Tornou-se célebre a frase do historiador, estadista e acadêmico francês, FRANÇOIS PIERRE GUIZOT (1787-1874), segundo a qual “Quando a política penetra nos recintos dos tribunais, a Justiça se retira por alguma porta”. Frequentemente citada, sobretudo quando se trata de, com ela, alicerçar a tese de que os Tribunais devem julgar as causas sob o enfoque exclusivamente do Direito, e que este não se confunde com a Política, havendo entre um e outro algo que os torna incompatíveis, essa frase deve ser compreendida no contexto em que ela surgiu.

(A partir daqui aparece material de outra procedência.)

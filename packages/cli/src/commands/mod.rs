pub mod edit;
pub mod init;
pub mod inspect;
pub mod render;
pub mod stats;
pub mod validate;

pub use edit::{edit, EditArgs};
pub use init::{init, InitArgs};
pub use inspect::{inspect, InspectArgs};
pub use render::{render, RenderArgs};
pub use stats::{stats, StatsArgs};
pub use validate::{validate, ValidateArgs};

use anyhow::{anyhow, Context, Result};
use mailframe_editor::StoredDocument;
use mailframe_tree::{Registry, ValidationReport, Validator};
use serde_json::Value;
use std::path::Path;

/// Raw JSON of a document file
pub fn read_json(path: &Path) -> Result<Value> {
    let content = std::fs::read_to_string(path)
        .with_context(|| format!("Cannot read {}", path.display()))?;
    serde_json::from_str(&content).with_context(|| format!("{} is not valid JSON", path.display()))
}

/// Shape and model checks on the `root` of a raw document
pub fn check_document(value: &Value, registry: &Registry) -> Result<ValidationReport> {
    let root = value
        .get("root")
        .ok_or_else(|| anyhow!("Document has no \"root\" field"))?;
    Ok(Validator::new(registry).validate_json(root))
}

/// Read a document and refuse it unless it validates
pub fn load_document(path: &Path, registry: &Registry) -> Result<StoredDocument> {
    let value = read_json(path)?;
    let report = check_document(&value, registry)?;
    if !report.valid {
        return Err(anyhow!(
            "{} is not a valid document:\n  {}",
            path.display(),
            report.errors.join("\n  ")
        ));
    }
    Ok(serde_json::from_value(value)?)
}

#[cfg(test)]
mod tests {
    use super::*;
    use serde_json::json;

    fn write(dir: &Path, value: Value) -> std::path::PathBuf {
        let path = dir.join("doc.json");
        std::fs::write(&path, serde_json::to_string(&value).unwrap()).unwrap();
        path
    }

    #[test]
    fn test_load_valid_document() {
        let dir = tempfile::tempdir().unwrap();
        let path = write(
            dir.path(),
            json!({ "root": { "id": "root", "componentType": "Container", "children": [
                { "id": "t", "componentType": "Text", "content": "hi" }
            ] } }),
        );

        let document = load_document(&path, &Registry::standard()).unwrap();
        assert_eq!(document.root.children().len(), 1);
    }

    #[test]
    fn test_load_rejects_children_object() {
        let dir = tempfile::tempdir().unwrap();
        let path = write(
            dir.path(),
            json!({ "root": { "id": "root", "componentType": "Container", "children": {
                "id": "t", "componentType": "Text"
            } } }),
        );

        let err = load_document(&path, &Registry::standard()).unwrap_err();
        assert!(err.to_string().contains("children must be a list"));
    }

    #[test]
    fn test_missing_root_field() {
        let err = check_document(&json!({ "tree": {} }), &Registry::standard()).unwrap_err();
        assert!(err.to_string().contains("root"));
    }
}
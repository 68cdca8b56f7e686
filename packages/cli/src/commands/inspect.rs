use super::load_document;
use anyhow::{anyhow, Result};
use clap::Args;
use colored::Colorize;
use mailframe_tree::{breadcrumbs, find_by_id, path_of, Registry};
use std::path::{Path, PathBuf};

#[derive(Debug, Args)]
pub struct InspectArgs {
    pub document: PathBuf,

    /// Node id to look up
    pub id: String,
}

pub fn inspect(args: InspectArgs, cwd: &Path) -> Result<()> {
    let document = load_document(&cwd.join(&args.document), &Registry::standard())?;
    let node = find_by_id(&document.root, &args.id)
        .ok_or_else(|| anyhow!("No node with id '{}'", args.id))?;
    let path = path_of(&document.root, &args.id).unwrap_or_default();

    println!("{} {}", node.component_type.bright_white().bold(), node.id);
    println!("  Path:   {}", path);
    println!("  Trail:  {}", breadcrumbs(&document.root, &args.id).join(" › "));
    if let Some(content) = &node.content {
        println!("  Content: {:?}", content);
    }
    if !node.props.is_empty() {
        println!("  Props:  {}", serde_json::to_string(&node.props)?);
    }
    println!("  Children: {}", node.children().len());
    Ok(())
}
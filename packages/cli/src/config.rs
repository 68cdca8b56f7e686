use mailframe_compiler_html::RenderOptions;
use mailframe_editor::EditorConfig;
use mailframe_tree::GlobalSettings;
use serde::{Deserialize, Serialize};
use std::path::Path;

pub const DEFAULT_CONFIG_NAME: &str = "mailframe.config.json";

/// Mailframe configuration file format
#[derive(Debug, Clone, Default, PartialEq, Serialize, Deserialize)]
#[serde(rename_all = "camelCase")]
pub struct Config {
    /// Brand settings used for new documents and rendering
    #[serde(default)]
    pub settings: GlobalSettings,

    #[serde(default)]
    pub render: RenderOptions,

    #[serde(default)]
    pub editor: EditorConfig,
}

impl Config {
    /// Load config from a directory
    pub fn load(cwd: &Path) -> anyhow::Result<Self> {
        let config_path = cwd.join(DEFAULT_CONFIG_NAME);

        if config_path.exists() {
            let content = std::fs::read_to_string(&config_path)?;
            let config: Config = serde_json::from_str(&content)?;
            Ok(config)
        } else {
            // Return default config if none exists
            Ok(Config::default())
        }
    }
}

Autor de importantes obras como “Da Democracia na França” e “A Historia da França”, GUIZOT era uma espécie de “liberal moderado” aos moldes do século XVIII, mas que hoje seria visto como um conservador que lutava pela manutenção da monarquia constitucional, para o qual, portanto, qualquer liberdade era algo perigoso, o que só por si explica quão arraigado era nele o sentimento de que não se pode tolerar que os juízes possam interpretar uma norma legal sob um viés político. Política, segundo GUIZOT, era propriedade apenas do governante, e não dos juízes, como se fosse possível separar um mundo de outro, como se o Direito não tivesse origem na Política, e como se as leis fossem um produto imposto apenas pela razão do Legislador.
Estamos a falar, pois, de uma ideia típica do século XVIII, surgida quando era tímido, sobretudo em França, o papel reservado aos juízes, e quando se pensava que a sentença, tanto quanto a lei, eram produtos puramente da razão, como se fosse possível estabelecer a separação entre as concepções jurídicas e políticas de um magistrado.
Hoje se sabe, de ciência certa, que, na compreensão de uma lei, entram aspectos e valores os mais variados, a ponto mesmo de não se poder estabelecer, com precisão, o que de fato estrutura uma decisão judicial, tanto são os fatores envolvidos no pensamento do magistrado, em cuja formação atuam elementos como a origem familiar, a perspectiva como ele vê seu mundo, a função do Direito, tanto quanto a função da Política.
Por mais prosaico que seja o tema discutido em uma ação judicial, e nem mesmo aí se pode desconsiderar quais os fatores, muitos dos quais extrajurídicos, que podem ter conduzido o juiz a uma decisão. E não se está a falar aí em qualquer ativismo judicial, senão que apenas na função de julgar.
Em cada sala de tribunal, em cada julgamento que ali se profere, estão ali, indissociavelmente ligados ao exercício do poder, o Direito e a Política.